The Bridge to Take When Things Get Serious by Lori Jakiela

The Bridge to Take When Things Get Serious is Jakiela’s second memoir, this time about her return to her childhood home–one that had “paintings [that] were a matching set–two big-eyed moppets dressed as harlequins” and “a crucifix the size of a ham”–to care for her mother, who has a weak heart and other health problems. Jakiela is in her 30s, but she is a single woman who loves the impermanence of her previous life as a flight attendant. She has been married before–for 8 weeks–to a man whom her mother deems enormous in height. Much of the memoir is colored by Jakiela being the only child her of parents–and she is adopted. Jeanette Winterson claims that being an adopted child is like being a book that has the first chapter ripped out. Jakiela might not agree. She appears to want to keep moving so that she is impermanent, perhaps invisible. The easiest way to sum up this memoir is that Jakiela returns to take care of her ill mother and ends when the mother inevitably passes away. Perhaps it is her mother’s illness that makes Jakiela visible, that her mother is a woman who makes Jakiela responsible for her own life, and to live it.

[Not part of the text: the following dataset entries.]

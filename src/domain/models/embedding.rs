use serde::{Deserialize, Serialize};

/// Dimensionality of `text-embedding-004` vectors.
pub const EMBEDDING_DIMENSIONS: usize = 768;

/// Configuration for the embedding model.
#[derive(Debug, Clone, Serialize, Deserialize)]
pub struct EmbeddingConfig {
    pub model_name: String,
    pub dimensions: usize,
}

impl EmbeddingConfig {
    pub fn new(model_name: String, dimensions: usize) -> Self {
        Self {
            model_name,
            dimensions,
        }
    }

    pub fn model_name(&self) -> &str {
        &self.model_name
    }

    pub fn dimensions(&self) -> usize {
        self.dimensions
    }
}

impl Default for EmbeddingConfig {
    fn default() -> Self {
        Self {
            model_name: "models/text-embedding-004".to_string(),
            dimensions: EMBEDDING_DIMENSIONS,
        }
    }
}

/// Distance function used by a vector namespace.
#[derive(Debug, Clone, Copy, PartialEq, Eq, Serialize, Deserialize, Default)]
#[serde(rename_all = "snake_case")]
pub enum DistanceMetric {
    #[default]
    Cosine,
    L2,
}

impl DistanceMetric {
    pub fn as_str(&self) -> &'static str {
        match self {
            DistanceMetric::Cosine => "cosine",
            DistanceMetric::L2 => "l2",
        }
    }

    pub fn parse(s: &str) -> Option<Self> {
        match s.to_lowercase().as_str() {
            "cosine" => Some(DistanceMetric::Cosine),
            "l2" | "euclidean" => Some(DistanceMetric::L2),
            _ => None,
        }
    }

    /// Converts a raw distance into a similarity score where higher means closer.
    pub fn score(&self, distance: f32) -> f32 {
        match self {
            DistanceMetric::Cosine => 1.0 - distance,
            DistanceMetric::L2 => 1.0 / (1.0 + distance),
        }
    }
}

#[cfg(test)]
mod tests {
    use super::*;

    #[test]
    fn test_distance_metric_parse() {
        assert_eq!(DistanceMetric::parse("COSINE"), Some(DistanceMetric::Cosine));
        assert_eq!(DistanceMetric::parse("euclidean"), Some(DistanceMetric::L2));
        assert_eq!(DistanceMetric::parse("dot"), None);
    }

    #[test]
    fn test_scores_are_monotonic() {
        for metric in [DistanceMetric::Cosine, DistanceMetric::L2] {
            assert!(metric.score(0.1) > metric.score(0.5));
        }
    }
}
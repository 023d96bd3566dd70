use std::collections::HashMap;
use std::future::Future;
use std::sync::Arc;
use std::time::Duration;

use tokio::sync::{Mutex, OnceCell};
use tracing::{debug, error, info, warn};

use crate::application::{EmbeddingService, VectorCollection, VectorStore};
use crate::domain::{
    CourseId, DomainError, Metadata, Namespace, SearchQuery, SearchResult, VectorRecord,
    EMBEDDING_DIMENSIONS,
};

const HEALTH_PROBE: &str = "test";

#[derive(Debug, Clone)]
pub struct VectorServiceConfig {
    /// Every embedding must have exactly this many components.
    pub dimensions: usize,
    pub embed_timeout: Duration,
    pub storage_timeout: Duration,
}

impl Default for VectorServiceConfig {
    fn default() -> Self {
        Self {
            dimensions: EMBEDDING_DIMENSIONS,
            embed_timeout: Duration::from_secs(30),
            storage_timeout: Duration::from_secs(10),
        }
    }
}

type HandleCell = Arc<OnceCell<Arc<dyn VectorCollection>>>;

/// Routes course content to a per-course vector namespace.
///
/// Namespace handles are memoised per course. Provisioning runs inside a
/// per-course `OnceCell`, so concurrent first writers provision once and a
/// failed attempt can be retried by the next caller.
pub struct CourseVectorService {
    store: Arc<dyn VectorStore>,
    embedding_service: Arc<dyn EmbeddingService>,
    handles: Mutex<HashMap<CourseId, HandleCell>>,
    config: VectorServiceConfig,
}

impl CourseVectorService {
    pub fn new(store: Arc<dyn VectorStore>, embedding_service: Arc<dyn EmbeddingService>) -> Self {
        Self::with_config(store, embedding_service, VectorServiceConfig::default())
    }

    pub fn with_config(
        store: Arc<dyn VectorStore>,
        embedding_service: Arc<dyn EmbeddingService>,
        config: VectorServiceConfig,
    ) -> Self {
        Self {
            store,
            embedding_service,
            handles: Mutex::new(HashMap::new()),
            config,
        }
    }

    pub fn namespace_for(&self, course_id: CourseId) -> Namespace {
        Namespace::for_course(course_id)
    }

    /// Provisions the course namespace if needed and returns its handle.
    pub async fn ensure_namespace(
        &self,
        course_id: CourseId,
    ) -> Result<Arc<dyn VectorCollection>, DomainError> {
        let cell = {
            let mut handles = self.handles.lock().await;
            handles.entry(course_id).or_default().clone()
        };

        let handle = cell
            .get_or_try_init(|| async {
                let namespace = self.namespace_for(course_id);
                info!("Provisioning namespace {} for course {}", namespace, course_id);
                self.bounded_storage("provision", self.store.provision(&namespace))
                    .await
            })
            .await?;

        Ok(Arc::clone(handle))
    }

    /// Handle for a namespace that already exists. Never provisions.
    async fn existing_namespace(
        &self,
        course_id: CourseId,
    ) -> Result<Option<Arc<dyn VectorCollection>>, DomainError> {
        let cached = {
            let handles = self.handles.lock().await;
            handles
                .get(&course_id)
                .and_then(|cell| cell.get().cloned())
        };
        if cached.is_some() {
            return Ok(cached);
        }

        let namespace = self.namespace_for(course_id);
        if self.bounded_storage("exists", self.store.exists(&namespace)).await? {
            self.ensure_namespace(course_id).await.map(Some)
        } else {
            Ok(None)
        }
    }

    pub async fn add(
        &self,
        course_id: CourseId,
        content_id: &str,
        text: &str,
        metadata: Metadata,
    ) -> Result<(), DomainError> {
        validate_content_id(content_id)?;

        let embedding = self.embed(text).await?;
        let record = VectorRecord::new(content_id, text, embedding, metadata);
        let collection = self.ensure_namespace(course_id).await?;

        self.bounded_storage("insert", collection.upsert(&record))
            .await?;

        info!("Added content {} to course {}", content_id, course_id);
        Ok(())
    }

    pub async fn search(
        &self,
        course_id: CourseId,
        query: &SearchQuery,
    ) -> Result<Vec<SearchResult>, DomainError> {
        if query.limit() == 0 {
            return Ok(Vec::new());
        }

        let Some(collection) = self.existing_namespace(course_id).await? else {
            debug!("Course {} has no namespace yet; nothing to search", course_id);
            return Ok(Vec::new());
        };

        let embedding = self.embed(query.query()).await?;
        let hits = self
            .bounded_storage("query", collection.query(&embedding, query.limit()))
            .await?;

        let results: Vec<SearchResult> = hits
            .into_iter()
            .filter(|hit| query.matches(hit.record.metadata()))
            .take(query.limit())
            .map(|hit| SearchResult::from_record(hit.record, hit.score))
            .collect();

        debug!(
            "Search in course {} ({}) returned {} results",
            course_id,
            query.summary(),
            results.len()
        );
        Ok(results)
    }

    /// Removes the record. Returns whether a record existed.
    pub async fn delete(&self, course_id: CourseId, content_id: &str) -> Result<bool, DomainError> {
        let Some(collection) = self.existing_namespace(course_id).await? else {
            return Ok(false);
        };

        let removed = self
            .bounded_storage("delete", collection.delete(content_id))
            .await?;
        if removed {
            info!("Deleted content {} from course {}", content_id, course_id);
        }
        Ok(removed)
    }

    /// Replaces a record by delete-then-insert.
    ///
    /// The new text is embedded before anything is removed. If the insert fails
    /// the previous record is written back and the insert error is returned.
    /// A crash between the delete and the insert still leaves the content
    /// absent until the update is retried.
    pub async fn update(
        &self,
        course_id: CourseId,
        content_id: &str,
        text: &str,
        metadata: Metadata,
    ) -> Result<(), DomainError> {
        validate_content_id(content_id)?;

        let embedding = self.embed(text).await?;
        let collection = self.ensure_namespace(course_id).await?;
        let previous = self
            .bounded_storage("get", collection.get(content_id))
            .await?;

        self.bounded_storage("delete", collection.delete(content_id))
            .await?;

        let record = VectorRecord::new(content_id, text, embedding, metadata);
        if let Err(insert_err) = self
            .bounded_storage("insert", collection.upsert(&record))
            .await
        {
            if let Some(previous) = previous {
                match self
                    .bounded_storage("restore", collection.upsert(&previous))
                    .await
                {
                    Ok(()) => warn!(
                        "Update of content {} in course {} failed; previous version restored",
                        content_id, course_id
                    ),
                    Err(restore_err) => error!(
                        "Update of content {} in course {} failed and restore failed: {}",
                        content_id, course_id, restore_err
                    ),
                }
            }
            return Err(insert_err);
        }

        info!("Updated content {} in course {}", content_id, course_id);
        Ok(())
    }

    pub async fn get(
        &self,
        course_id: CourseId,
        content_id: &str,
    ) -> Result<Option<VectorRecord>, DomainError> {
        match self.existing_namespace(course_id).await? {
            Some(collection) => self.bounded_storage("get", collection.get(content_id)).await,
            None => Ok(None),
        }
    }

    pub async fn count(&self, course_id: CourseId) -> Result<u64, DomainError> {
        match self.existing_namespace(course_id).await? {
            Some(collection) => self.bounded_storage("count", collection.count()).await,
            None => Ok(0),
        }
    }

    /// True when the backend answers and the provider returns a correctly sized probe embedding.
    pub async fn health_check(&self) -> bool {
        if let Err(e) = self.bounded_storage("ping", self.store.ping()).await {
            warn!("Health check failed: vector store unreachable: {}", e);
            return false;
        }

        match self.embed(HEALTH_PROBE).await {
            Ok(_) => true,
            Err(e) => {
                warn!("Health check failed: {}", e);
                false
            }
        }
    }

    pub async fn cached_namespaces(&self) -> usize {
        let handles = self.handles.lock().await;
        handles.values().filter(|cell| cell.initialized()).count()
    }

    pub fn config(&self) -> &VectorServiceConfig {
        &self.config
    }

    async fn embed(&self, text: &str) -> Result<Vec<f32>, DomainError> {
        let vector = match tokio::time::timeout(
            self.config.embed_timeout,
            self.embedding_service.embed(text),
        )
        .await
        {
            Ok(Ok(vector)) => vector,
            Ok(Err(DomainError::EmbeddingError(msg))) => return Err(DomainError::EmbeddingError(msg)),
            Ok(Err(other)) => return Err(DomainError::embedding(other.to_string())),
            Err(_) => {
                return Err(DomainError::embedding(format!(
                    "Embedding provider timed out after {}s",
                    self.config.embed_timeout.as_secs_f64()
                )))
            }
        };

        if vector.len() != self.config.dimensions {
            return Err(DomainError::embedding(format!(
                "Expected embedding dimension {}, got {}",
                self.config.dimensions,
                vector.len()
            )));
        }
        Ok(vector)
    }

    async fn bounded_storage<T, F>(&self, operation: &str, fut: F) -> Result<T, DomainError>
    where
        F: Future<Output = Result<T, DomainError>>,
    {
        match tokio::time::timeout(self.config.storage_timeout, fut).await {
            Ok(result) => result,
            Err(_) => Err(DomainError::storage(format!(
                "Vector store {} timed out after {}s",
                operation,
                self.config.storage_timeout.as_secs_f64()
            ))),
        }
    }
}

fn validate_content_id(content_id: &str) -> Result<(), DomainError> {
    if content_id.trim().is_empty() {
        return Err(DomainError::invalid_input("content_id must not be empty"));
    }
    Ok(())
}
pub mod application;
pub mod cli;
pub mod connector;
pub mod domain;

pub use application::{
    Channel, ChannelId, ConnectionRegistry, CourseNotifier, CourseVectorService, DeliveryReport,
    EmbeddingService, RegistryConfig, ScoredRecord, VectorCollection, VectorServiceConfig,
    VectorStore,
};

pub use cli::Commands;

pub use connector::{
    DuckdbVectorStore, GeminiEmbedding, InMemoryVectorStore, MockEmbedding, WsChannel,
};

pub use domain::{
    ChapterId, ControlMessage, CourseId, DistanceMetric, DomainError, EmbeddingConfig,
    EventEnvelope, EventKind, Metadata, Namespace, SearchQuery, SearchResult, VectorRecord,
    EMBEDDING_DIMENSIONS,
};
use std::sync::Arc;
use std::time::Duration;

use axum::extract::ws::{Message, WebSocket, WebSocketUpgrade};
use axum::extract::{Path, State};
use axum::response::Response;
use futures_util::stream::SplitStream;
use futures_util::StreamExt;
use tracing::{debug, info, warn};

use crate::application::Channel;
use crate::domain::{parse_auth_message, ControlMessage, CourseId, DomainError};

use super::super::{WsChannel, CLOSE_POLICY_VIOLATION};
use super::AppState;

pub(super) async fn upgrade(
    ws: WebSocketUpgrade,
    Path(course_id): Path<CourseId>,
    State(state): State<AppState>,
) -> Response {
    ws.on_upgrade(move |socket| handle_socket(socket, course_id, state))
}

/// Runs one connection: auth handshake, registration, then reads until the client leaves.
async fn handle_socket(socket: WebSocket, course_id: CourseId, state: AppState) {
    let (sink, mut stream) = socket.split();
    let channel = Arc::new(WsChannel::new(sink));

    let subscriber = match authenticate(&mut stream, state.auth_timeout).await {
        Ok(subscriber) => subscriber,
        Err(e) => {
            warn!("Rejected WebSocket for course {}: {}", course_id, e);
            reject(&channel, &e).await;
            return;
        }
    };

    let registry = state.notifier.registry();
    registry
        .connect(channel.clone() as Arc<dyn Channel>, &subscriber, course_id)
        .await;

    let ack = ControlMessage::AuthSuccess { course_id };
    let acked = match serde_json::to_string(&ack) {
        Ok(text) => channel.send(&text).await.is_ok(),
        Err(_) => false,
    };
    if !acked {
        registry.disconnect(channel.id(), &subscriber, course_id).await;
        return;
    }
    info!(
        "User {} subscribed to course {} (channel {})",
        subscriber,
        course_id,
        channel.id()
    );

    while let Some(frame) = stream.next().await {
        match frame {
            Ok(Message::Close(_)) => break,
            Ok(_) => {}
            Err(e) => {
                debug!("Read error on channel {}: {}", channel.id(), e);
                break;
            }
        }
    }

    registry.disconnect(channel.id(), &subscriber, course_id).await;
    info!(
        "User {} left course {} (channel {})",
        subscriber,
        course_id,
        channel.id()
    );
}

async fn authenticate(
    stream: &mut SplitStream<WebSocket>,
    timeout: Duration,
) -> Result<String, DomainError> {
    let text = tokio::time::timeout(timeout, next_text(stream))
        .await
        .map_err(|_| DomainError::invalid_input("Authentication timed out"))??;
    parse_auth_message(&text)
}

async fn next_text(stream: &mut SplitStream<WebSocket>) -> Result<String, DomainError> {
    while let Some(frame) = stream.next().await {
        let frame = frame.map_err(|e| DomainError::invalid_input(format!("Read failed: {}", e)))?;
        match frame {
            Message::Text(text) => return Ok(text.as_str().to_owned()),
            Message::Ping(_) | Message::Pong(_) => continue,
            Message::Binary(_) => {
                return Err(DomainError::invalid_input("Expected a text auth message"))
            }
            Message::Close(_) => break,
        }
    }
    Err(DomainError::invalid_input(
        "Connection closed before authentication",
    ))
}

async fn reject(channel: &WsChannel, err: &DomainError) {
    let message = ControlMessage::Error {
        message: err.to_string(),
    };
    if let Ok(text) = serde_json::to_string(&message) {
        let _ = channel.send(&text).await;
    }
    let _ = channel
        .close(CLOSE_POLICY_VIOLATION, "authentication failed")
        .await;
}
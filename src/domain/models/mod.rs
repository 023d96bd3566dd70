mod course;
mod embedding;
mod event;
mod search_result;
mod vector_record;

pub use course::*;
pub use embedding::*;
pub use event::*;
pub use search_result::*;
pub use vector_record::*;
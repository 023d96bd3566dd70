use std::path::PathBuf;
use std::sync::Arc;

use anyhow::Result;
use tracing::{debug, warn};

use crate::application::{
    ConnectionRegistry, CourseNotifier, CourseVectorService, EmbeddingService,
    VectorServiceConfig, VectorStore,
};
use crate::connector::adapter::http::AppState;
use crate::connector::adapter::{
    DuckdbVectorStore, GeminiEmbedding, InMemoryVectorStore, MockEmbedding, DEFAULT_BASE_URL,
};
use crate::domain::DistanceMetric;

pub struct ContainerConfig {
    pub data_dir: String,
    pub memory_storage: bool,
    pub mock_embeddings: bool,
    /// Falls back to the `GOOGLE_API_KEY` environment variable when unset.
    pub google_api_key: Option<String>,
    pub embedding_model: String,
    pub distance: DistanceMetric,
    pub hnsw_index: bool,
}

pub struct Container {
    vector_service: Arc<CourseVectorService>,
    notifier: CourseNotifier,
    config: ContainerConfig,
}

impl Container {
    pub async fn new(config: ContainerConfig) -> Result<Self> {
        let db_path = PathBuf::from(&config.data_dir).join("coursecast.duckdb");
        let service_config = VectorServiceConfig::default();

        let embedding_service: Arc<dyn EmbeddingService> = if config.mock_embeddings {
            debug!("Using mock embedding service");
            Arc::new(MockEmbedding::new())
        } else {
            debug!("Using Gemini embedding model {}", config.embedding_model);
            match config.google_api_key.as_deref() {
                Some(key) => Arc::new(GeminiEmbedding::new(
                    key,
                    config.embedding_model.as_str(),
                    DEFAULT_BASE_URL,
                    service_config.embed_timeout,
                )),
                None => Arc::new(GeminiEmbedding::from_env(service_config.embed_timeout)?),
            }
        };

        let store: Arc<dyn VectorStore> = if config.memory_storage {
            debug!("Using in-memory vector storage");
            Arc::new(InMemoryVectorStore::with_distance(config.distance))
        } else {
            match DuckdbVectorStore::new(&db_path) {
                Ok(duckdb) => {
                    debug!(
                        "Using DuckDB vector storage at {:?} ({} distance)",
                        db_path,
                        config.distance.as_str()
                    );
                    Arc::new(
                        duckdb
                            .with_dimensions(service_config.dimensions)
                            .with_distance(config.distance)
                            .with_hnsw_index(config.hnsw_index),
                    )
                }
                Err(e) => {
                    warn!(
                        "Failed to initialize DuckDB ({}): {}. Falling back to in-memory storage.",
                        db_path.display(),
                        e
                    );
                    Arc::new(InMemoryVectorStore::with_distance(config.distance))
                }
            }
        };

        let vector_service = Arc::new(CourseVectorService::with_config(
            store,
            embedding_service,
            service_config,
        ));
        let notifier = CourseNotifier::new(Arc::new(ConnectionRegistry::new()));

        Ok(Self {
            vector_service,
            notifier,
            config,
        })
    }

    pub fn vector_service(&self) -> Arc<CourseVectorService> {
        self.vector_service.clone()
    }

    pub fn notifier(&self) -> CourseNotifier {
        self.notifier.clone()
    }

    pub fn registry(&self) -> Arc<ConnectionRegistry> {
        self.notifier.registry().clone()
    }

    /// State for the HTTP/WebSocket server, sharing this container's services.
    pub fn app_state(&self) -> AppState {
        AppState::new(self.vector_service(), self.notifier())
    }

    pub fn data_dir(&self) -> &str {
        &self.config.data_dir
    }

    pub fn memory_storage(&self) -> bool {
        self.config.memory_storage
    }
}

#[cfg(test)]
mod tests {
    use super::*;

    fn memory_config() -> ContainerConfig {
        ContainerConfig {
            data_dir: "/nonexistent".to_string(),
            memory_storage: true,
            mock_embeddings: true,
            google_api_key: None,
            embedding_model: "models/text-embedding-004".to_string(),
            distance: DistanceMetric::Cosine,
            hnsw_index: false,
        }
    }

    #[tokio::test]
    async fn test_memory_container_round_trip() {
        let container = Container::new(memory_config()).await.unwrap();
        let vectors = container.vector_service();

        vectors
            .add(3, "c1", "graph traversal", Default::default())
            .await
            .unwrap();

        assert_eq!(vectors.count(3).await.unwrap(), 1);
        assert!(container.memory_storage());
        assert!(container.registry().is_empty().await);
    }
}
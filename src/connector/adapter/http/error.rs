use axum::extract::rejection::JsonRejection;
use axum::http::StatusCode;
use axum::response::{IntoResponse, Response};
use axum::Json;
use serde::Serialize;

use crate::domain::DomainError;

/// JSON error body: `{"error":{"code":..,"message":..}}`.
#[derive(Serialize)]
struct ErrorBody {
    error: ErrorDetail,
}

#[derive(Serialize)]
struct ErrorDetail {
    code: &'static str,
    message: String,
}

#[derive(Debug)]
pub struct ApiError {
    status: StatusCode,
    code: &'static str,
    message: String,
}

impl ApiError {
    pub fn bad_request(message: impl Into<String>) -> Self {
        Self {
            status: StatusCode::BAD_REQUEST,
            code: "bad_request",
            message: message.into(),
        }
    }

    pub fn status(&self) -> StatusCode {
        self.status
    }

    pub fn code(&self) -> &'static str {
        self.code
    }
}

impl From<DomainError> for ApiError {
    fn from(err: DomainError) -> Self {
        let (status, code) = match &err {
            DomainError::EmbeddingError(_) => (StatusCode::BAD_GATEWAY, "embedding_error"),
            DomainError::StorageError(_) => (StatusCode::SERVICE_UNAVAILABLE, "storage_error"),
            DomainError::InvalidInput(_) => (StatusCode::BAD_REQUEST, "bad_request"),
            _ => (StatusCode::INTERNAL_SERVER_ERROR, "internal"),
        };
        Self {
            status,
            code,
            message: err.to_string(),
        }
    }
}

impl From<JsonRejection> for ApiError {
    fn from(rejection: JsonRejection) -> Self {
        Self::bad_request(rejection.body_text())
    }
}

impl IntoResponse for ApiError {
    fn into_response(self) -> Response {
        let body = ErrorBody {
            error: ErrorDetail {
                code: self.code,
                message: self.message,
            },
        };
        (self.status, Json(body)).into_response()
    }
}
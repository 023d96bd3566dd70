use async_trait::async_trait;
use rand::Rng;
use rand::SeedableRng;
use std::collections::hash_map::DefaultHasher;
use std::hash::{Hash, Hasher};
use tracing::debug;

use crate::application::EmbeddingService;
use crate::domain::{DomainError, EmbeddingConfig, EMBEDDING_DIMENSIONS};

/// Deterministic offline embeddings: identical text always yields the identical unit vector.
pub struct MockEmbedding {
    config: EmbeddingConfig,
}

impl MockEmbedding {
    pub fn new() -> Self {
        Self::with_dimensions(EMBEDDING_DIMENSIONS)
    }

    pub fn with_dimensions(dimensions: usize) -> Self {
        Self {
            config: EmbeddingConfig::new("mock-embedding".to_string(), dimensions),
        }
    }

    fn generate_embedding(&self, text: &str) -> Vec<f32> {
        let mut hasher = DefaultHasher::new();
        text.hash(&mut hasher);
        let seed = hasher.finish();

        let mut rng = rand::rngs::StdRng::seed_from_u64(seed);
        let mut vector: Vec<f32> = (0..self.config.dimensions())
            .map(|_| rng.gen_range(-1.0..1.0))
            .collect();

        let magnitude: f32 = vector.iter().map(|x| x * x).sum::<f32>().sqrt();
        if magnitude > 0.0 {
            for x in &mut vector {
                *x /= magnitude;
            }
        }

        vector
    }
}

impl Default for MockEmbedding {
    fn default() -> Self {
        Self::new()
    }
}

#[async_trait]
impl EmbeddingService for MockEmbedding {
    async fn embed(&self, text: &str) -> Result<Vec<f32>, DomainError> {
        let vector = self.generate_embedding(text);
        debug!("Generated mock embedding with {} dimensions", vector.len());
        Ok(vector)
    }

    fn config(&self) -> &EmbeddingConfig {
        &self.config
    }
}

#[cfg(test)]
mod tests {
    use super::*;

    #[tokio::test]
    async fn test_mock_embedding_consistency() {
        let service = MockEmbedding::new();

        let embedding1 = service.embed("hello world").await.unwrap();
        let embedding2 = service.embed("hello world").await.unwrap();

        assert_eq!(embedding1, embedding2);
    }

    #[tokio::test]
    async fn test_mock_embedding_default_dimensions() {
        let service = MockEmbedding::new();

        let embedding = service.embed("test").await.unwrap();

        assert_eq!(embedding.len(), 768);
    }

    #[tokio::test]
    async fn test_mock_embedding_normalized() {
        let service = MockEmbedding::with_dimensions(128);

        let embedding = service.embed("test").await.unwrap();
        let magnitude: f32 = embedding.iter().map(|x| x * x).sum::<f32>().sqrt();

        assert_eq!(embedding.len(), 128);
        assert!((magnitude - 1.0).abs() < 0.001);
    }
}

The first page of The Bridge shapes the way I read the whole book. Here, Jakiela describes her mother trying her best to keep from embarrassing her daughter, from coloring her hair to avoid looking like the “old mother,” to worrying that she won’t look smart in front of her daughter’s fellow faculty members at a dinner, to asking that no one come when she is sick. Jakiela responds, “My mother was smart. She was beautiful. It never occurred to me, no matter what, to be embarrassed of her. If I’d understood sooner, I like to think I would have tried to help. I like to think I would have told my mother all the good things she didn’t know about herself.” This simple, elegant beginning was enough to make my own heart tighten a bit, and I couldn’t wait to read on. I was surprised by a lot of what followed.

Near the first third of the book, Jakiela meets Dave Newman, whom her friend believes is perfect for the author. Dave Newman is a writer, too, one I reviewed before, oddly enough. I thought his book was fantastic, and so when I read that Jakiela’s Dave Newman was the same guy, it felt like someone tapping my shoulder when I thought no one was back there. There are many occasions that allow us to get a personal perspective of a writer, but two writers who are still alive and kicking in 2013 was uncanny and possibly one of my favorite aspects of the memoir (even when records of publication were used as tools of hurt/insult). The back of the book spoils it for us: Jakiela is married to Newman and they have two children; however, seeing how these two strong personalities come together and where Jakiela would decide to end her book kept me up reading long after my own husband had fallen asleep in bed next to me.

When Jakiela discovers she is pregnant with Newman’s child (despite using birth control) the two marry almost immediately. The celebration dinner that follows, which includes Jakiela, her mother, her aunt Thelma, and Newman, is like a funeral to the mother: “[My mother] would light me on fire if she could….There’s only so much a child can change for a mother. There are only so many ways to reinvent yourself before you have to own your life.”

While Jakiela’s mother almost seems out to torture her daughter–telling her she has a fat ass when she is pregnant, telling Jakiela she would never have gone out in public if she was pregnant and looked like her daughter, asking Jakiela to move out when Jakiela’s moved in to care for the ill mother–she’s also a smart woman who is right much of the time. A retired nurse, the mother has answers to medical questions about Jakiela’s and Newman’s baby when he is very sick, the same answers the doctors give. It’s impossible to “pick sides,” as if were are allowed to do so in life. Throughout it all, Jakiela is always faithful, always adapting to what life throws at her (she never ends up on that bridge one might take when things get serious). She never cuts off her mother completely, nor does she ever stop loving her.

Life is hectic and fast-paced in this book. The short chapters make it nearly impossible to want to stop (what happens next? and next? and next?). Far from gimmicky, the short chapters actually make this a memoir told in flashes (some a paragraph, some a few pages). While a reader must understand what’s come before to know what she is reading, the chapters stand alone in imagery, tone, and mood. One might be a flashback or a description of a moment or feeling. It might be a piece of what happened overall, a scene, but each is a beautifully crafted gem that demonstrates Jakiela’s skills as a writer.

I devoured this memoir, though I feel like I should have slowed down to appreciate Jakiela’s life more. Really, though, I don’t think she would want me to. The book contains a time period of immense change and great conflict, but also love, personal development, and a chance to learn about others.

I want to thank Lori Jakiela for sending me this book for review and look forward to reading more of her work!